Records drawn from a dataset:
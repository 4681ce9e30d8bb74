pub mod config;
pub mod remote_db;

use axum::{
    extract::{Path, Request, State},
    http::{header, StatusCode},
    middleware::{self, Next},
    response::{IntoResponse, Response},
    routing::{get, post},
    Json, Router,
};
use gym_proto::{ApplyRequest, ApplyResponse, EntityKind, EntityRecord, ErrorBody};
use std::sync::Arc;
use tower_http::cors::CorsLayer;

use remote_db::{RemoteDb, StoreError};

#[derive(Clone)]
pub struct AppState {
    pub db: RemoteDb,
    pub api_token: Option<Arc<str>>,
}

impl AppState {
    pub fn new(db: RemoteDb, api_token: Option<String>) -> Self {
        Self {
            db,
            api_token: api_token.map(Arc::from),
        }
    }
}

/// Error returned by handlers, rendered as `{"error": ...}`
pub struct ApiError {
    status: StatusCode,
    message: String,
}

impl ApiError {
    fn new(status: StatusCode, message: impl Into<String>) -> Self {
        Self {
            status,
            message: message.into(),
        }
    }
}

impl From<StoreError> for ApiError {
    fn from(err: StoreError) -> Self {
        match err {
            StoreError::MissingPayload { .. } | StoreError::Payload(_) => {
                ApiError::new(StatusCode::UNPROCESSABLE_ENTITY, err.to_string())
            }
            other => {
                tracing::error!("store failure: {other}");
                ApiError::new(StatusCode::INTERNAL_SERVER_ERROR, "internal storage error")
            }
        }
    }
}

impl IntoResponse for ApiError {
    fn into_response(self) -> Response {
        (self.status, Json(ErrorBody { error: self.message })).into_response()
    }
}

/// Build the full `/api` router
pub fn router(state: AppState) -> Router {
    let sync_router = Router::new()
        .route("/sync/apply", post(apply_handler))
        .route("/entities/{entity}", get(entities_handler))
        .layer(middleware::from_fn_with_state(state.clone(), require_token));

    let api_router = Router::new()
        .route("/health", get(health_handler))
        .merge(sync_router);

    Router::new()
        .nest("/api", api_router)
        .layer(CorsLayer::permissive())
        .with_state(state)
}

async fn health_handler() -> &'static str {
    "OK"
}

async fn apply_handler(
    State(state): State<AppState>,
    Json(req): Json<ApplyRequest>,
) -> Result<Json<ApplyResponse>, ApiError> {
    let op = &req.operation;
    let outcome = state.db.apply(&req.device_id, op).await?;
    tracing::info!(
        device = %req.device_id,
        op_id = %op.op_id,
        kind = %op.kind,
        entity = %op.entity,
        id = %op.entity_id,
        ?outcome,
        "applied operation"
    );
    Ok(Json(ApplyResponse {
        op_id: op.op_id,
        outcome,
    }))
}

async fn entities_handler(
    State(state): State<AppState>,
    Path(entity): Path<String>,
) -> Result<Json<Vec<EntityRecord>>, ApiError> {
    let kind: EntityKind = entity
        .parse()
        .map_err(|e: gym_proto::UnknownKind| ApiError::new(StatusCode::NOT_FOUND, e.to_string()))?;
    Ok(Json(state.db.list(kind).await?))
}

async fn require_token(
    State(state): State<AppState>,
    req: Request,
    next: Next,
) -> Result<Response, ApiError> {
    let Some(expected) = state.api_token.as_deref() else {
        return Ok(next.run(req).await);
    };
    let presented = req
        .headers()
        .get(header::AUTHORIZATION)
        .and_then(|value| value.to_str().ok())
        .and_then(|value| value.strip_prefix("Bearer "));
    if presented == Some(expected) {
        Ok(next.run(req).await)
    } else {
        tracing::warn!("rejected request without a valid token");
        Err(ApiError::new(StatusCode::UNAUTHORIZED, "missing or invalid token"))
    }
}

*ABOUT THIS EXERCISE*:
Within the records above, each line containing "CorsLayer" is to be returned.

*SOLUTION TO THE EXERCISE*:
use tower_http::cors::CorsLayer;
        .layer(CorsLayer::permissive())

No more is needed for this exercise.